When you find the word "repeat" in a line of the entries, please copy the whole line.
Segment Start: Data shown
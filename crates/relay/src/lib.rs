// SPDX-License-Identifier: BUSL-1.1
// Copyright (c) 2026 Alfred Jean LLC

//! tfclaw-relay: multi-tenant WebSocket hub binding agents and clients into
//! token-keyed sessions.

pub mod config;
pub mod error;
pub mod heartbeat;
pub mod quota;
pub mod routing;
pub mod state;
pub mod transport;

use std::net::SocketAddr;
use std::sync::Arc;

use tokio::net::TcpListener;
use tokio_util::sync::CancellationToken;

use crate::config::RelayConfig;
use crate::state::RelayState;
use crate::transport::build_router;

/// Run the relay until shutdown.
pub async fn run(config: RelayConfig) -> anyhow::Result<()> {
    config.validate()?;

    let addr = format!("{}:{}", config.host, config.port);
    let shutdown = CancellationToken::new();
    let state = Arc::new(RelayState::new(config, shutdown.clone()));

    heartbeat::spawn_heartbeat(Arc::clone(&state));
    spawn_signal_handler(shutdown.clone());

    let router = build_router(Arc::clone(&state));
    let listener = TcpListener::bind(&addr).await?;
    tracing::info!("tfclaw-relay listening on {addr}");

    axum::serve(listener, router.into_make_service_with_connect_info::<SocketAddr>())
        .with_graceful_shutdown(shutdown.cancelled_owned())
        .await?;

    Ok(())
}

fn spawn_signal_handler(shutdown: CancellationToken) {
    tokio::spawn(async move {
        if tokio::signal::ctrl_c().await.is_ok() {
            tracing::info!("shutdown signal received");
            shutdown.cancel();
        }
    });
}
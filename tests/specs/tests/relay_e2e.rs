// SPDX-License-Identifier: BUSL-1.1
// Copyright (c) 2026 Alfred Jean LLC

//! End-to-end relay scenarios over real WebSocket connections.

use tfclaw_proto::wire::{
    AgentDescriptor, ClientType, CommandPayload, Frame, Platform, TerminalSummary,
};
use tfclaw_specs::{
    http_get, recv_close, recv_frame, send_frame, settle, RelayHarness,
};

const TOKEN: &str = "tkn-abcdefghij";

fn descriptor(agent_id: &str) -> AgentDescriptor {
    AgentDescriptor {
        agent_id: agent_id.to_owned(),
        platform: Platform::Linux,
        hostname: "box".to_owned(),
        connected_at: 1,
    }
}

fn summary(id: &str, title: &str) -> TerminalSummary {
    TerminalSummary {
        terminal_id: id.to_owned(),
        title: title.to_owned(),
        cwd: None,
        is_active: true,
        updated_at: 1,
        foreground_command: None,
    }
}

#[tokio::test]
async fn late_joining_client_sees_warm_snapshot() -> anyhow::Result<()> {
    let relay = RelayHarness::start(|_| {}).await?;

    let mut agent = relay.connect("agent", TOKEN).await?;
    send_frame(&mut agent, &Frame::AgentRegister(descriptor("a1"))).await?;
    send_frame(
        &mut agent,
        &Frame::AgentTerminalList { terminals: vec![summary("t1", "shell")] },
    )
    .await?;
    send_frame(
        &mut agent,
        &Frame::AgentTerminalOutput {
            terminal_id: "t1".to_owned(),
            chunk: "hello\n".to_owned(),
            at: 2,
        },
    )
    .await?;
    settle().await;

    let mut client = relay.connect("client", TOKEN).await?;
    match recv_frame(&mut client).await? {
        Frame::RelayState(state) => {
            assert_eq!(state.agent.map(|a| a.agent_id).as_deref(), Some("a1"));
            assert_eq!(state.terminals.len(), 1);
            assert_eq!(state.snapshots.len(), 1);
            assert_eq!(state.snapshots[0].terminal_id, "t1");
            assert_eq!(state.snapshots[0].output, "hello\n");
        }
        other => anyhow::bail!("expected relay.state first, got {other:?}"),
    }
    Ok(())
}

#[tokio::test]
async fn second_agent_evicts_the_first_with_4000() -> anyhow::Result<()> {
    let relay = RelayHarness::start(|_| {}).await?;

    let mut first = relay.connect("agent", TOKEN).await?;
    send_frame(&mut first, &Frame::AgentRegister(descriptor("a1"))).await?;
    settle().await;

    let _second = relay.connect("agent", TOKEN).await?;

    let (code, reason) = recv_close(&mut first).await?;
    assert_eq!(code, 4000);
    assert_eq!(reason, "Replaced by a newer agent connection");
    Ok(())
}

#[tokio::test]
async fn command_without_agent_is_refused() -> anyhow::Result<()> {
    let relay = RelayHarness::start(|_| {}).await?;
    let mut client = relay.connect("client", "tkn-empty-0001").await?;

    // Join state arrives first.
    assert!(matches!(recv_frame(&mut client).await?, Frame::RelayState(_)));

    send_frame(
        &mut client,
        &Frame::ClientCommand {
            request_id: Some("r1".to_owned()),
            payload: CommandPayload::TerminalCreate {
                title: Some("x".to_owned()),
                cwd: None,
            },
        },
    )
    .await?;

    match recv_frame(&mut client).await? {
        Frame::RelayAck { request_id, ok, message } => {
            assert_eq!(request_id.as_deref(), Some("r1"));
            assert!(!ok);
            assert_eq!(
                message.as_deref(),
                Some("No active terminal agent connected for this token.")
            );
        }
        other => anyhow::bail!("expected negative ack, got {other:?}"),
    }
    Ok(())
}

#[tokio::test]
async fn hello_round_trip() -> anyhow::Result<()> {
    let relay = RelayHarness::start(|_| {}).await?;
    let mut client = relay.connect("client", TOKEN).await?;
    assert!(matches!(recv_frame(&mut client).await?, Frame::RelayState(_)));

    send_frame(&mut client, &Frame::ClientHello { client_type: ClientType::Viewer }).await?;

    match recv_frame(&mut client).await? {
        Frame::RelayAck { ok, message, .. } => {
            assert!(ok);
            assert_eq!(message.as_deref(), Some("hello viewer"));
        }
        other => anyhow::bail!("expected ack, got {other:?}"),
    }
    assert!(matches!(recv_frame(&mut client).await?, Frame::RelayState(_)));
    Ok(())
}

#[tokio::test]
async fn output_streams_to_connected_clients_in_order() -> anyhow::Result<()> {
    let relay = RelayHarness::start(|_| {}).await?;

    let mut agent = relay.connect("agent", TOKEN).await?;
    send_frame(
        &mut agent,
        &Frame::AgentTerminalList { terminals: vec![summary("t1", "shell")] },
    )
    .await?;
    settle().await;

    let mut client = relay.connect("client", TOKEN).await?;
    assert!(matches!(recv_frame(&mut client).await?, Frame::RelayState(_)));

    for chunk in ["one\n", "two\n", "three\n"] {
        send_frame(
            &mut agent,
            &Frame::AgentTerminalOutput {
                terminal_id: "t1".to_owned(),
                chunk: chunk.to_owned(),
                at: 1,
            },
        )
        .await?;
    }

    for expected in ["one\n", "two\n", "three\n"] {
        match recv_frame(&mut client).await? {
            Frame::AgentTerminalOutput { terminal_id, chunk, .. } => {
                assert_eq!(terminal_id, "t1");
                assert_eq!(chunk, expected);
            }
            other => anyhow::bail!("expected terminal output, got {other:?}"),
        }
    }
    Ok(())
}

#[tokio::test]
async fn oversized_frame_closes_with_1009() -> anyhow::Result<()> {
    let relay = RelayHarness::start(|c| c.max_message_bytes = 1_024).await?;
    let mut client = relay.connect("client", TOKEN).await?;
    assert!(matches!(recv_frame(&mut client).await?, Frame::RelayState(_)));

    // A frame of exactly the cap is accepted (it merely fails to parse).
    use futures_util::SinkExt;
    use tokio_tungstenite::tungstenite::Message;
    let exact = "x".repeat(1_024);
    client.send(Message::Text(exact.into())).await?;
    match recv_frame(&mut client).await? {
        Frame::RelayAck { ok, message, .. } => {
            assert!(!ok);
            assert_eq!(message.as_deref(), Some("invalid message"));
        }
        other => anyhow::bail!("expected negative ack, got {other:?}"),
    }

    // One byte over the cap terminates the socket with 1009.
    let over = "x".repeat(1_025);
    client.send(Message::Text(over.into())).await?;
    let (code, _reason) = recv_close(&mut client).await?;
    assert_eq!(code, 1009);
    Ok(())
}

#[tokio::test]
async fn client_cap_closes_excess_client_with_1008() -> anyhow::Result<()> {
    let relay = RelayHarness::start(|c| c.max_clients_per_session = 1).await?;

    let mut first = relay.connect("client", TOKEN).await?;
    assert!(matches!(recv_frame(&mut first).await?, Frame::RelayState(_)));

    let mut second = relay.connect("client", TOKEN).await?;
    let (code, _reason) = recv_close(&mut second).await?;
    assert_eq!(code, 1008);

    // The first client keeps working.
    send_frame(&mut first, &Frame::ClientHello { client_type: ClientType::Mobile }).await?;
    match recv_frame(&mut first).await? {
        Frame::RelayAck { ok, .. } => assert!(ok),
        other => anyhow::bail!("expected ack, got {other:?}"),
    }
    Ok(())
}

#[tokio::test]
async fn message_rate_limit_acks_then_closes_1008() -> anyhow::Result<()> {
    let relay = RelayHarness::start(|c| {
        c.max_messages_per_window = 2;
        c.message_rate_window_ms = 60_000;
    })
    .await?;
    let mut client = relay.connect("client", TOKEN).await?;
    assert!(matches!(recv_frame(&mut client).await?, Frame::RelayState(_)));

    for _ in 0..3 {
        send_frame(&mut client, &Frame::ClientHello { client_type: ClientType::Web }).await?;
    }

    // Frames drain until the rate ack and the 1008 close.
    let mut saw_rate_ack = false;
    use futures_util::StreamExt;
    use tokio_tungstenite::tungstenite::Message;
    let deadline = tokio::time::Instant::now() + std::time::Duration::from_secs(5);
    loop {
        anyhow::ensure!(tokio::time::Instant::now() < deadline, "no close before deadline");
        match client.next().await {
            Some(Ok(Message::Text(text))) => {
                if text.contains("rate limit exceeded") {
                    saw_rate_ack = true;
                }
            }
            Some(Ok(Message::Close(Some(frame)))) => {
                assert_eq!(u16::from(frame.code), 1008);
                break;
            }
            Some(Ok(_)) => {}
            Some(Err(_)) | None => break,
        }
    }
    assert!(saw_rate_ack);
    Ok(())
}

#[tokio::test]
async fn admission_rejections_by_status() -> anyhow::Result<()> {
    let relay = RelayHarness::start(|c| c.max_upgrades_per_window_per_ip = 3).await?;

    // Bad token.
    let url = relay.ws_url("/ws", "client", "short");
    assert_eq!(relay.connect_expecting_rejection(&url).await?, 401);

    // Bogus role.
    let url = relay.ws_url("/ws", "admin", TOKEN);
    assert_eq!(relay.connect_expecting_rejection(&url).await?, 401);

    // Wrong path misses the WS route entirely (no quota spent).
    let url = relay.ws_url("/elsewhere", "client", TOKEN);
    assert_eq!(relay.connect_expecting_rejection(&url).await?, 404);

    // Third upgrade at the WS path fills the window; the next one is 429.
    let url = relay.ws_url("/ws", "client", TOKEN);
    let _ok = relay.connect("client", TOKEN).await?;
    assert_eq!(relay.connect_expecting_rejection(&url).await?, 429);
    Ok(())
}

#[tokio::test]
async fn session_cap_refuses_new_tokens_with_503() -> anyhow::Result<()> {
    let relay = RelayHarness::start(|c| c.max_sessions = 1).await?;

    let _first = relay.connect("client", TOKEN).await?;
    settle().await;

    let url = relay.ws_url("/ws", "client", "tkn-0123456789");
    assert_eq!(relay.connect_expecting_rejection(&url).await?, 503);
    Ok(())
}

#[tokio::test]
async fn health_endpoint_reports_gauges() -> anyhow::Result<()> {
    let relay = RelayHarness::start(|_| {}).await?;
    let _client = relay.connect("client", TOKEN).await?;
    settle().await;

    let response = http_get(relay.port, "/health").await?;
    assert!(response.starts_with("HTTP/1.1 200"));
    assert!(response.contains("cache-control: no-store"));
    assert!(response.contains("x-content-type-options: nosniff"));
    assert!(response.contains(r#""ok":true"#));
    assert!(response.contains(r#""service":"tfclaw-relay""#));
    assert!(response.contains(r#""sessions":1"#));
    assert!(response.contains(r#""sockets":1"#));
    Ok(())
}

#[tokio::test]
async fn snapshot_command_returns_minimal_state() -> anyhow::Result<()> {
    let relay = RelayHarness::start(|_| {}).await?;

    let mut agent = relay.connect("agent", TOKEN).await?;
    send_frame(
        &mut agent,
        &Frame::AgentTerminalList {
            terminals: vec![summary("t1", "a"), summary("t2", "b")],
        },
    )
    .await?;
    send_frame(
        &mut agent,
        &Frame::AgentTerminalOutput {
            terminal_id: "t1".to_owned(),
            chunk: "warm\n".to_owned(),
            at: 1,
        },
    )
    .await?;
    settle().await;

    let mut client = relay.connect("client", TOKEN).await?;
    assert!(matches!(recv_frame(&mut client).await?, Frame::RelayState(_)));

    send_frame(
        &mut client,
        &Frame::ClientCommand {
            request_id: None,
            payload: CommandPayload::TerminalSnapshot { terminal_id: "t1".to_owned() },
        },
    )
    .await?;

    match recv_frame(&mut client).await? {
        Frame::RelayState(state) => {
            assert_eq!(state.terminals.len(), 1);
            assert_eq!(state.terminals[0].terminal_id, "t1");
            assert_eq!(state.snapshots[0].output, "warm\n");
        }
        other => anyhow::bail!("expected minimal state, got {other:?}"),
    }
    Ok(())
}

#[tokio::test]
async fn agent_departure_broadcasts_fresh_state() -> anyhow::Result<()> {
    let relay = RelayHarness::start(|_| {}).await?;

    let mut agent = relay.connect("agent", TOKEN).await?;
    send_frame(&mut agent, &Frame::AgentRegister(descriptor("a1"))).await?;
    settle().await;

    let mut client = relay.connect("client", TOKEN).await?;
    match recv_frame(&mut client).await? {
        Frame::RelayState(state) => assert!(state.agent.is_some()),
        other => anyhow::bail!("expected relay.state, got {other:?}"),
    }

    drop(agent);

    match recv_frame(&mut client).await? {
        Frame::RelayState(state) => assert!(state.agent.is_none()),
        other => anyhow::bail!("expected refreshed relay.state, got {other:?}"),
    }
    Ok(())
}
Segment End: Data shown
Reply to the task:
    let exact = "x".repeat(1_024);
    let over = "x".repeat(1_025);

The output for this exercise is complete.